First Isolation of Hepatitis E Virus Genotype 4 in Europe through Swine Surveillance in the Netherlands and Belgium

  • Renate W. Hakze-van der Honing, 
  • Els van Coillie, 
  • Adriaan F. G. Antonis, 
  • Wim H. M. van der Poel
PLOS
x

Abstract

Hepatitis E virus (HEV) genotypes 3 and 4 are a cause of human hepatitis and swine are considered the main reservoir. To study the HEV prevalence and characterize circulating HEV strains, fecal samples from swine in the Netherlands and Belgium were tested by RT-PCR. HEV prevalence in swine was 7–15%. The Dutch strains were characterized as genotype 3, subgroups 3a, 3c and 3f, closely related to sequences found in humans and swine earlier. The HEV strains found in Belgium belonged to genotypes 3f and 4b. The HEV genotype 4 strain was the first ever reported in swine in Europe and an experimental infection in pigs was performed to isolate the virus. The genotype 4 strain readily infected piglets and caused fever and virus shedding. Since HEV4 infections have been reported to run a more severe clinical course in humans this observation may have public health implications.

Introduction

Hepatitis E Virus (HEV) is a small, spherical, non-enveloped single stranded, RNA virus of 27–34 nm with a genome of about 7.2 kb [1]. It is classified as a Hepevirus in the family of Hepeviridae [2]. The RNA contains a short 5′untranslated region (UTR), three overlapping open reading frames (ORF1, ORF2, and ORF3) and a short 3′UTR with a polyA-tail [3], [4]. The ORF1 encodes nonstructural proteins, ORF2 encodes the capsid protein, and ORF3 encodes a small cytoskeleton-associated phosphoprotein [5].

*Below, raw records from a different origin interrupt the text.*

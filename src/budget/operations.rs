use anyhow::Result;
use crate::budget::db_types::{BudgetEntry, CreateBudgetRecord};
use crate::budget::processor_enums::{
    AddBudgetRecordInputArgs, BudgetYearStatsResponse, GetYearStatsInputArgs,
};
use crate::budget::stats::build_year_stats;
use crate::utils::app_config::AppConfig;
use crate::utils::errors::DomainError;

pub fn validate_record(args: &AddBudgetRecordInputArgs) -> Result<(), DomainError> {
    if !(1..=12).contains(&args.month) {
        return Err(DomainError::validation(format!(
            "month must be between 1 and 12, got {}",
            args.month
        )));
    }

    if args.amount < 0 {
        return Err(DomainError::validation(format!(
            "amount must not be negative, got {}",
            args.amount
        )));
    }

    Ok(())
}

/// Blank filters are treated as no filter at all.
pub fn normalize_author_filter(filter: Option<&str>) -> Option<&str> {
    filter.filter(|value| !value.trim().is_empty())
}

fn page_bound(value: i64, name: &str) -> Result<usize, DomainError> {
    usize::try_from(value)
        .map_err(|_| DomainError::validation(format!("{} must not be negative, got {}", name, value)))
}

pub async fn add_record(
    app_config: &AppConfig,
    args: AddBudgetRecordInputArgs,
) -> Result<BudgetEntry> {
    if let Err(e) = validate_record(&args) {
        tracing::warn!("Rejected budget record: {}", e);
        return Err(e.into());
    }

    let record = app_config.budgets.insert(CreateBudgetRecord {
        year: args.year,
        month: args.month,
        amount: args.amount,
        budget_type: args.budget_type,
        author_id: args.author_id,
    })?;

    let author = match record.author_id {
        Some(author_id) => app_config.authors.get(author_id)?,
        None => None,
    };

    tracing::info!(
        "Created budget record {} ({}-{:02}, {} {})",
        record.id,
        record.year,
        record.month,
        record.amount,
        record.budget_type
    );

    Ok(BudgetEntry::new(record, author))
}

pub async fn get_year_stats(
    app_config: &AppConfig,
    args: GetYearStatsInputArgs,
) -> Result<BudgetYearStatsResponse> {
    let limit = page_bound(args.limit, "limit")?;
    let offset = page_bound(args.offset, "offset")?;
    let filter = normalize_author_filter(args.author_name_filter.as_deref());

    let candidates = app_config.budgets.query_by_year(args.year, filter)?;

    tracing::debug!(
        "Year {} stats: {} candidates (filter: {:?}, limit {}, offset {})",
        args.year,
        candidates.len(),
        filter,
        limit,
        offset
    );

    Ok(build_year_stats(candidates, limit, offset))
}
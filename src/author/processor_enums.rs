use serde::{Deserialize, Serialize};
use crate::author::db_types::AuthorRecord;

#[derive(Deserialize, Serialize, Debug, Clone)]
#[serde(rename_all = "camelCase")]
pub struct CreateAuthorInputArgs {
    pub full_name: String,
}

#[derive(Deserialize, Serialize, Debug, Clone)]
pub enum AuthorProcessorInput {
    CreateAuthor(CreateAuthorInputArgs),
    GetAuthor(i32),
}

#[derive(Deserialize, Serialize, Debug, Clone)]
pub enum AuthorProcessorOutput {
    CreateAuthor(AuthorRecord),
    GetAuthor(AuthorRecord),
}
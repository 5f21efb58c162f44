use diesel::prelude::*;
use serde::{Deserialize, Serialize};
use crate::schema::author as AuthorTable;

#[derive(Serialize, Deserialize, Queryable, Selectable, Identifiable, Debug, Clone, PartialEq, Eq)]
#[diesel(table_name = AuthorTable)]
#[diesel(check_for_backend(diesel::pg::Pg))]
#[serde(rename_all = "camelCase")]
pub struct AuthorRecord {
    pub id: i32,
    pub full_name: String,
}

#[derive(Serialize, Deserialize, Insertable, Debug, Clone)]
#[diesel(table_name = AuthorTable)]
pub struct CreateAuthor {
    pub full_name: String,
}
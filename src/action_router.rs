use anyhow::Result;
use crate::author::processor_enums::{AuthorProcessorInput, AuthorProcessorOutput};
use crate::budget::processor_enums::{BudgetProcessorInput, BudgetProcessorOutput};
use crate::utils::app_config::AppConfig;
use crate::utils::traits::ActionProcessor;

pub enum ActionRouterInput {
    Author(AuthorProcessorInput),
    Budget(BudgetProcessorInput),
}

#[derive(Debug)]
pub enum ActionRouterOutput {
    Author(AuthorProcessorOutput),
    Budget(BudgetProcessorOutput),
}

impl ActionRouterInput {
    pub async fn process(&self, app_config: AppConfig) -> Result<ActionRouterOutput> {
        match self {
            ActionRouterInput::Author(processor) => {
                let res = processor.process(&app_config).await?;
                Ok(ActionRouterOutput::Author(res))
            }
            ActionRouterInput::Budget(processor) => {
                let res = processor.process(&app_config).await?;
                Ok(ActionRouterOutput::Budget(res))
            }
        }
    }
}
#![warn(missing_docs)]
//! # BayesInfer
//!
//! Exact probabilistic inference on discrete Bayesian networks.
//!
//! The crate decomposes into four pieces, leaves-first: [`factor`], the
//! dense multi-dimensional probability table algebra every higher operation
//! compiles down to; [`bag`], one-shot variable elimination over a flat set
//! of factors; [`junction_tree`], a persistent cluster tree that amortizes
//! repeated queries under changing evidence; and [`bn`], the narrow
//! interface a Bayesian network must expose to be consumed by the other
//! two, plus a concrete categorical implementation of it. [`graphs`]
//! supplies the directed/undirected adjacency-matrix machinery `bn` and
//! `junction_tree` build on for moralization and triangulation.

/// A named, flat collection of factors supporting one-shot variable
/// elimination.
pub mod bag;
/// The narrow Bayesian-network interface consumed by [`bag`] and
/// [`junction_tree`], plus a concrete categorical implementation.
pub mod bn;
/// Discrete multi-dimensional probability tables and their algebra.
pub mod factor;
/// Directed/undirected adjacency-matrix graphs, for moralization and
/// triangulation.
pub mod graphs;
/// Junction-tree message passing over a Bayesian network.
pub mod junction_tree;
/// Support types: errors, collection aliases, numeric constants.
pub mod types;
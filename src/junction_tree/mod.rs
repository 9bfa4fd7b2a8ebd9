//! Junction-tree message passing: a persistent cluster-tree structure over a
//! Bayesian network that amortizes inference across multiple queries,
//! supports evidence retraction, and caches intermediate messages.
//!
//! Construction (moralize → triangulate/cluster → prune subsumed clusters →
//! running-intersection edges → assign factors → trivial-factor padding) is
//! grounded in `thomas-core`'s `JunctionTree`/`TreeNode`/`TreeEdge`
//! (`original_source/thomas/core/junctiontree.py`), translated into Rust
//! ownership: the tree owns every node and edge by index, and nodes/edges
//! reference each other by [`NodeId`]/[`EdgeId`] rather than by back-pointer.

mod construct;

use std::cell::RefCell;
use std::collections::VecDeque;

use crate::bn::BNAdapter;
use crate::factor::Factor;
use crate::types::{Error, FxIndexMap, FxIndexSet, Map, Result};

/// Index of a [`TreeNode`] within a [`JunctionTree`].
pub type NodeId = usize;
/// Index of a [`TreeEdge`] within a [`JunctionTree`].
pub type EdgeId = usize;

/// A junction-tree node: a cluster of variables, the factors assigned to it
/// (CPTs plus trivial unit padding), the home variables whose evidence
/// indicator lives here, and its incident edges.
///
/// Caches are interior-mutable since `pull` is a read-only traversal from
/// the caller's perspective but must memoize messages as it recurses.
#[derive(Clone, Debug)]
pub struct TreeNode {
    cluster: FxIndexSet<String>,
    factors: Vec<Factor>,
    indicator_vars: Vec<String>,
    edges: Vec<EdgeId>,
    factors_multiplied: RefCell<Option<Factor>>,
    message_cache: RefCell<Map<EdgeId, Factor>>,
}

impl TreeNode {
    fn new(cluster: FxIndexSet<String>) -> Self {
        Self {
            cluster,
            factors: Vec::new(),
            indicator_vars: Vec::new(),
            edges: Vec::new(),
            factors_multiplied: RefCell::new(None),
            message_cache: RefCell::new(Map::default()),
        }
    }

    /// The variables labelling this node.
    #[inline]
    pub fn cluster(&self) -> &FxIndexSet<String> {
        &self.cluster
    }

    /// The factors (CPTs and trivial padding) assigned to this node.
    #[inline]
    pub fn factors(&self) -> &[Factor] {
        &self.factors
    }

    fn invalidate(&self) {
        *self.factors_multiplied.borrow_mut() = None;
        self.message_cache.borrow_mut().clear();
    }
}

/// An undirected link between two [`TreeNode`]s. The separator — the
/// intersection of the unions of cluster variables on each side of the edge
/// — is derived on demand and cached.
#[derive(Clone, Debug)]
pub struct TreeEdge {
    left: NodeId,
    right: NodeId,
    separator: RefCell<Option<FxIndexSet<String>>>,
}

impl TreeEdge {
    fn new(left: NodeId, right: NodeId) -> Self {
        Self {
            left,
            right,
            separator: RefCell::new(None),
        }
    }

    /// The two nodes this edge connects.
    #[inline]
    pub fn endpoints(&self) -> (NodeId, NodeId) {
        (self.left, self.right)
    }

    fn other(&self, from: NodeId) -> NodeId {
        if from == self.left { self.right } else { self.left }
    }

    fn invalidate(&self) {
        *self.separator.borrow_mut() = None;
    }
}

HEV sequences can be classified in four different genotypes, 1, 2, 3 and 4. Genotype1 and 2 circulate primarily in humans, and cause the majority of HEV infections and epidemics in Asia, Africa and Mexico [1]. The relatively conserved genotypes 1 and 2 are subclassified in five (1a–1e) and two (2a–2b) subtypes respectively [5]. Genotype 3 and 4 are primarily detected in swine, genotype 3 is mainly seen in the United States, several European countries and Japan, and genotype 4 is mainly found in Asia [5]. Genotype 3 and 4 are responsible for sporadic cases of acute Hepatitis E in humans. These genotypes are more diverse and are divided in ten (3a–3j) and seven (4a–4g) subtypes [5].

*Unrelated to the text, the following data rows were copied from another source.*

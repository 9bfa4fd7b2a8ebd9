//! Shared Sprinkler-style fixture (A, B, C, D, E) used across the
//! integration test suite, per the scenarios in the crate's scope
//! (Factor/Bag/JunctionTree cross-validation).
//!
//! A -> B -> C -> D, C -> E.

use bayes_infer::bn::CategoricalBayesianNetwork;
use bayes_infer::factor::Factor;
use bayes_infer::graphs::{DiGraph, Graph};
use bayes_infer::types::{FxIndexMap, States};

fn states(pairs: &[(&str, &[&str])]) -> States {
    let mut s = States::default();
    for &(v, domain) in pairs {
        s.insert(v.to_owned(), domain.iter().map(|s| s.to_string()).collect());
    }
    s
}

/// P(A).
pub fn cpt_a() -> Factor {
    Factor::construct([0.6, 0.4], states(&[("A", &["a1", "a0"])])).unwrap()
}

/// P(B|A).
pub fn cpt_b() -> Factor {
    Factor::construct(
        [0.2, 0.8, 0.75, 0.25],
        states(&[("A", &["a1", "a0"]), ("B", &["b1", "b0"])]),
    )
    .unwrap()
}

/// P(C|B).
pub fn cpt_c() -> Factor {
    Factor::construct(
        [0.7, 0.3, 0.1, 0.9],
        states(&[("B", &["b1", "b0"]), ("C", &["c1", "c0"])]),
    )
    .unwrap()
}

/// P(D|C).
pub fn cpt_d() -> Factor {
    Factor::construct(
        [0.9, 0.1, 0.2, 0.8],
        states(&[("C", &["c1", "c0"]), ("D", &["d1", "d0"])]),
    )
    .unwrap()
}

/// P(E|C).
pub fn cpt_e() -> Factor {
    Factor::construct(
        [0.6, 0.4, 0.3, 0.7],
        states(&[("C", &["c1", "c0"]), ("E", &["e1", "e0"])]),
    )
    .unwrap()
}

/// All five CPTs, keyed by variable.
pub fn cpts() -> FxIndexMap<String, Factor> {
    let mut cpts = FxIndexMap::default();
    cpts.insert("A".to_owned(), cpt_a());
    cpts.insert("B".to_owned(), cpt_b());
    cpts.insert("C".to_owned(), cpt_c());
    cpts.insert("D".to_owned(), cpt_d());
    cpts.insert("E".to_owned(), cpt_e());
    cpts
}

/// The network: A -> B -> C -> D, C -> E.
pub fn network() -> CategoricalBayesianNetwork {
    let mut graph = DiGraph::empty(["A", "B", "C", "D", "E"]);
    let a = graph.label_to_index(&"A");
    let b = graph.label_to_index(&"B");
    let c = graph.label_to_index(&"C");
    let d = graph.label_to_index(&"D");
    let e = graph.label_to_index(&"E");
    graph.add_edge(a, b);
    graph.add_edge(b, c);
    graph.add_edge(c, d);
    graph.add_edge(c, e);

    CategoricalBayesianNetwork::new(graph, cpts())
}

Hepatitis E virus is an important cause of acute human hepatitis in regions with inadequate water supplies and poor sanitary conditions [6]. The major transmission route of HEV infections is fecal-oral [7], usually through contaminated water. HEV causes liver inflammation, fever and jaundice in humans. The incubation period of HEV in cases where clinical symptoms arise, is 2 to 8 weeks. Chronic HEV infections have been reported but do not occur frequently [8]. In outbreaks in general the mortality is not really high (1%) [1], except in pregnant women, where this may reach 25% [9].

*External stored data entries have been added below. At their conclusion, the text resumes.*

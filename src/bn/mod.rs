//! The narrow interface a Bayesian network must expose to be consumed by
//! [`crate::bag`] and [`crate::junction_tree`], plus a concrete categorical
//! implementation of it.
//!
//! Building and validating a Bayesian network's structure (acyclicity,
//! parameter learning, structure learning) is outside this crate's scope —
//! [`CategoricalBayesianNetwork`] is a thin, already-validated container
//! that callers construct directly from a graph and a set of CPTs.

use crate::factor::Factor;
use crate::graphs::{DiGraph, Graph};
use crate::types::{FxIndexMap, FxIndexSet};

/// A single network node: its CPT, the variable's own state sequence, its
/// parent variables, and the set `{V} ∪ parents`.
#[derive(Clone, Debug)]
pub struct BnNode {
    /// The node's conditional probability table, with scope `{V} ∪ parents`.
    pub cpt: Factor,
    /// The node variable's own state sequence.
    pub states: Vec<String>,
    /// The node's parent variables, in the CPT's scope order.
    pub parents: Vec<String>,
    /// `{V} ∪ parents`, unordered.
    pub vars: FxIndexSet<String>,
}

/// The interface [`crate::bag::Bag`] and [`crate::junction_tree::JunctionTree`]
/// consume a Bayesian network through.
pub trait BNAdapter {
    /// Every node, keyed by variable name.
    fn nodes(&self) -> &FxIndexMap<String, BnNode>;

    /// The undirected edge set of the moralized DAG.
    fn moralize_graph(&self) -> Vec<(String, String)>;

    /// A total order over variables, used to drive triangulation.
    fn get_node_elimination_order(&self) -> Vec<String>;
}

/// A Bayesian network over categorical (finite-discrete) variables: a DAG
/// plus one CPT per node.
#[derive(Clone, Debug)]
pub struct CategoricalBayesianNetwork {
    graph: DiGraph,
    nodes: FxIndexMap<String, BnNode>,
}

impl CategoricalBayesianNetwork {
    /// Builds a network from a DAG and one CPT per vertex.
    ///
    /// # Panics
    ///
    /// If a vertex has no assigned CPT, if a CPT's scope is not exactly
    /// `{V} ∪ parents(V)`, or if the graph is cyclic.
    pub fn new(graph: DiGraph, cpts: FxIndexMap<String, Factor>) -> Self {
        let mut nodes = FxIndexMap::default();

        for v in graph.vertices() {
            let label = graph.index_to_label(v).to_owned();
            let cpt = cpts
                .get(&label)
                .unwrap_or_else(|| panic!("Variable `{label}` has no assigned CPT"))
                .clone();

            let parents: Vec<String> = graph
                .parents(&crate::types::Set::from([v]))
                .into_iter()
                .map(|p| graph.index_to_label(p).to_owned())
                .collect();

            let mut expected: FxIndexSet<String> = parents.iter().cloned().collect();
            expected.insert(label.clone());
            let actual: FxIndexSet<String> = cpt.scope().map(str::to_owned).collect();
            assert_eq!(
                expected, actual,
                "CPT for `{label}` must have scope {{V}} ∪ parents(V)"
            );

            let states: Vec<String> = cpt.states()[&label].iter().cloned().collect();
            let mut vars: FxIndexSet<String> = parents.iter().cloned().collect();
            vars.insert(label.clone());

            nodes.insert(
                label,
                BnNode {
                    cpt,
                    states,
                    parents,
                    vars,
                },
            );
        }

        assert!(
            topological_order(&graph).is_some(),
            "Bayesian network graph must be acyclic"
        );

        Self { graph, nodes }
    }

    /// The underlying DAG.
    #[inline]
    pub fn graph(&self) -> &DiGraph {
        &self.graph
    }
}

impl BNAdapter for CategoricalBayesianNetwork {
    fn nodes(&self) -> &FxIndexMap<String, BnNode> {
        &self.nodes
    }

    fn moralize_graph(&self) -> Vec<(String, String)> {
        let moral = self.graph.moralize();
        moral
            .edges()
            .into_iter()
            .map(|(x, y)| (moral.index_to_label(x).to_owned(), moral.index_to_label(y).to_owned()))
            .collect()
    }

    fn get_node_elimination_order(&self) -> Vec<String> {
        let order = topological_order(&self.graph).expect("graph must be acyclic");
        order
            .into_iter()
            .map(|v| self.graph.index_to_label(v).to_owned())
            .collect()
    }
}

/// Kahn's algorithm; `None` if the graph is cyclic.
fn topological_order(graph: &DiGraph) -> Option<Vec<usize>> {
    let vertices = graph.vertices();
    let mut in_degree: FxIndexMap<usize, usize> = vertices
        .iter()
        .map(|&v| (v, graph.parents(&crate::types::Set::from([v])).len()))
        .collect();

    let mut ready: std::collections::VecDeque<usize> = in_degree
        .iter()
        .filter(|&(_, &d)| d == 0)
        .map(|(&v, _)| v)
        .collect();

    let mut order = Vec::with_capacity(vertices.len());
    while let Some(v) = ready.pop_front() {
        order.push(v);
        for c in graph.children(&crate::types::Set::from([v])) {
            let d = in_degree.get_mut(&c).unwrap();
            *d -= 1;
            if *d == 0 {
                ready.push_back(c);
            }
        }
    }

    (order.len() == vertices.len()).then_some(order)
}
use std::collections::VecDeque;

use ndarray::Array2;
use serde::{
    Deserialize, Deserializer, Serialize, Serializer,
    de::{Error as DeError, MapAccess, Visitor},
    ser::SerializeMap,
};

use super::{Graph, UnGraph};
use crate::types::{Labels, Set};

/// A directed graph over a fixed, sorted set of labels, backed by a dense
/// adjacency matrix.
#[derive(Clone, Debug, Eq, PartialEq)]
pub struct DiGraph {
    labels: Labels,
    adjacency_matrix: Array2<bool>,
}

impl DiGraph {
    /// The parents of a set of vertices.
    ///
    /// # Panics
    ///
    /// If any vertex is out of bounds.
    pub fn parents(&self, x: &Set<usize>) -> Set<usize> {
        x.iter().for_each(|&v| {
            assert!(v < self.labels.len(), "Vertex `{v}` is out of bounds");
        });

        x.iter()
            .flat_map(|&v| {
                self.adjacency_matrix
                    .column(v)
                    .into_iter()
                    .enumerate()
                    .filter_map(|(y, &has_edge)| has_edge.then_some(y))
            })
            .collect()
    }

    /// The ancestors of a set of vertices.
    ///
    /// # Panics
    ///
    /// If any vertex is out of bounds.
    pub fn ancestors(&self, x: &Set<usize>) -> Set<usize> {
        let mut stack: VecDeque<usize> = x.iter().copied().collect();
        let mut visited = Set::new();

        while let Some(y) = stack.pop_back() {
            for z in self.parents(&Set::from([y])) {
                if visited.insert(z) {
                    stack.push_back(z);
                }
            }
        }
        visited
    }

    /// The children of a set of vertices.
    ///
    /// # Panics
    ///
    /// If any vertex is out of bounds.
    pub fn children(&self, x: &Set<usize>) -> Set<usize> {
        x.iter().for_each(|&v| {
            assert!(v < self.labels.len(), "Vertex `{v}` is out of bounds");
        });

        x.iter()
            .flat_map(|&v| {
                self.adjacency_matrix
                    .row(v)
                    .into_iter()
                    .enumerate()
                    .filter_map(|(y, &has_edge)| has_edge.then_some(y))
            })
            .collect()
    }

    /// Moralizes the graph: drops edge direction, then marries every pair
    /// of parents sharing a common child.
    pub fn moralize(&self) -> UnGraph {
        let mut moral = UnGraph::empty(self.labels.iter().cloned());
        for (x, y) in self.edges() {
            moral.add_edge(x, y);
        }
        for v in self.vertices() {
            let parents: Vec<usize> = self.parents(&Set::from([v])).into_iter().collect();
            for (i, &p) in parents.iter().enumerate() {
                for &q in &parents[i + 1..] {
                    moral.add_edge(p, q);
                }
            }
        }
        moral
    }
}

impl Graph for DiGraph {
    fn empty<I, V>(labels: I) -> Self
    where
        I: IntoIterator<Item = V>,
        V: AsRef<str>,
    {
        let mut n = 0;
        let mut labels: Labels = labels
            .into_iter()
            .inspect(|_| n += 1)
            .map(|x| x.as_ref().to_owned())
            .collect();
        assert_eq!(labels.len(), n, "Labels must be unique.");
        labels.sort();

        Self {
            adjacency_matrix: Array2::from_elem((n, n), false),
            labels,
        }
    }

    fn labels(&self) -> &Labels {
        &self.labels
    }

    fn label_to_index<V>(&self, x: &V) -> usize
    where
        V: AsRef<str>,
    {
        let x = x.as_ref();
        self.labels
            .get_index_of(x)
            .unwrap_or_else(|| panic!("Vertex `{x}` label does not exist"))
    }

    fn index_to_label(&self, x: usize) -> &str {
        self.labels
            .get_index(x)
            .unwrap_or_else(|| panic!("Vertex `{x}` is out of bounds"))
    }

    fn vertices(&self) -> Set<usize> {
        (0..self.labels.len()).collect()
    }

    fn has_vertex(&self, x: usize) -> bool {
        x < self.labels.len()
    }

    fn edges(&self) -> Set<(usize, usize)> {
        self.adjacency_matrix
            .indexed_iter()
            .filter_map(|((x, y), &has_edge)| has_edge.then_some((x, y)))
            .collect()
    }

    fn has_edge(&self, x: usize, y: usize) -> bool {
        assert!(x < self.labels.len(), "Vertex `{x}` is out of bounds");
        assert!(y < self.labels.len(), "Vertex `{y}` is out of bounds");
        self.adjacency_matrix[[x, y]]
    }

    fn add_edge(&mut self, x: usize, y: usize) -> bool {
        assert!(x < self.labels.len(), "Vertex `{x}` is out of bounds");
        assert!(y < self.labels.len(), "Vertex `{y}` is out of bounds");
        if self.adjacency_matrix[[x, y]] {
            return false;
        }
        self.adjacency_matrix[[x, y]] = true;
        true
    }

    fn from_adjacency_matrix(labels: Labels, adjacency_matrix: Array2<bool>) -> Self {
        assert_eq!(
            labels.len(),
            adjacency_matrix.nrows(),
            "Number of labels must match the number of rows in the adjacency matrix."
        );
        assert_eq!(
            adjacency_matrix.nrows(),
            adjacency_matrix.ncols(),
            "Adjacency matrix must be square."
        );

        Self {
            labels,
            adjacency_matrix,
        }
    }

    #[inline]
    fn to_adjacency_matrix(&self) -> Array2<bool> {
        self.adjacency_matrix.clone()
    }
}

impl Serialize for DiGraph {
    fn serialize<S>(&self, serializer: S) -> Result<S::Ok, S::Error>
    where
        S: Serializer,
    {
        let edges: Vec<_> = self
            .edges()
            .into_iter()
            .map(|(x, y)| (self.index_to_label(x).to_owned(), self.index_to_label(y).to_owned()))
            .collect();

        let mut map = serializer.serialize_map(Some(2))?;
        map.serialize_entry("labels", &self.labels)?;
        map.serialize_entry("edges", &edges)?;
        map.end()
    }
}

impl<'de> Deserialize<'de> for DiGraph {
    fn deserialize<D>(deserializer: D) -> Result<Self, D::Error>
    where
        D: Deserializer<'de>,
    {
        #[derive(Deserialize)]
        #[serde(field_identifier, rename_all = "snake_case")]
        enum Field {
            Labels,
            Edges,
        }

        struct DiGraphVisitor;

        impl<'de> Visitor<'de> for DiGraphVisitor {
            type Value = DiGraph;

            fn expecting(&self, formatter: &mut std::fmt::Formatter) -> std::fmt::Result {
                formatter.write_str("struct DiGraph")
            }

            fn visit_map<V>(self, mut map: V) -> Result<DiGraph, V::Error>
            where
                V: MapAccess<'de>,
            {
                let mut labels = None;
                let mut edges = None;

                while let Some(key) = map.next_key()? {
                    match key {
                        Field::Labels => labels = Some(map.next_value()?),
                        Field::Edges => edges = Some(map.next_value()?),
                    }
                }

                let labels: Labels = labels.ok_or_else(|| DeError::missing_field("labels"))?;
                let edges: Vec<(String, String)> = edges.ok_or_else(|| DeError::missing_field("edges"))?;

                let shape = (labels.len(), labels.len());
                let mut adjacency_matrix = Array2::from_elem(shape, false);
                for (x, y) in edges {
                    let x = labels
                        .get_index_of(&x)
                        .ok_or_else(|| DeError::custom(format!("Vertex `{x}` label does not exist")))?;
                    let y = labels
                        .get_index_of(&y)
                        .ok_or_else(|| DeError::custom(format!("Vertex `{y}` label does not exist")))?;
                    adjacency_matrix[(x, y)] = true;
                }

                Ok(DiGraph::from_adjacency_matrix(labels, adjacency_matrix))
            }
        }

        const FIELDS: &[&str] = &["labels", "edges"];
        deserializer.deserialize_struct("DiGraph", FIELDS, DiGraphVisitor)
    }
}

HEV is assumed to be a zoonotic agent: Swine have been successfully infected with human HEV [10], [11] and rhesus monkeys (experimental surrogate for human) have been infected with a swine HEV strain [12]. Eating raw swine liver and consumption of wild boar and deer has led to human cases of HEV genotype 3 [13], [14], [15]. Also, in countries previous thought to be non-endemic, 11 to 51% of subgroups like swine workers have antibodies to HEV and a general population seroprevalence of 2 to 25% has been recorded [16], [17], [18], [19], [20], [21]. Furthermore, swine origin HEVs are closely related to the human strains that were found in the sporadic human cases of acute Hepatitis E of genotypes 3 and 4 [13], [22], [23]. These observations indicate that HEV genotypes 3 and 4 infect across species, and that swine are a potential animal reservoir [24], [25], [26].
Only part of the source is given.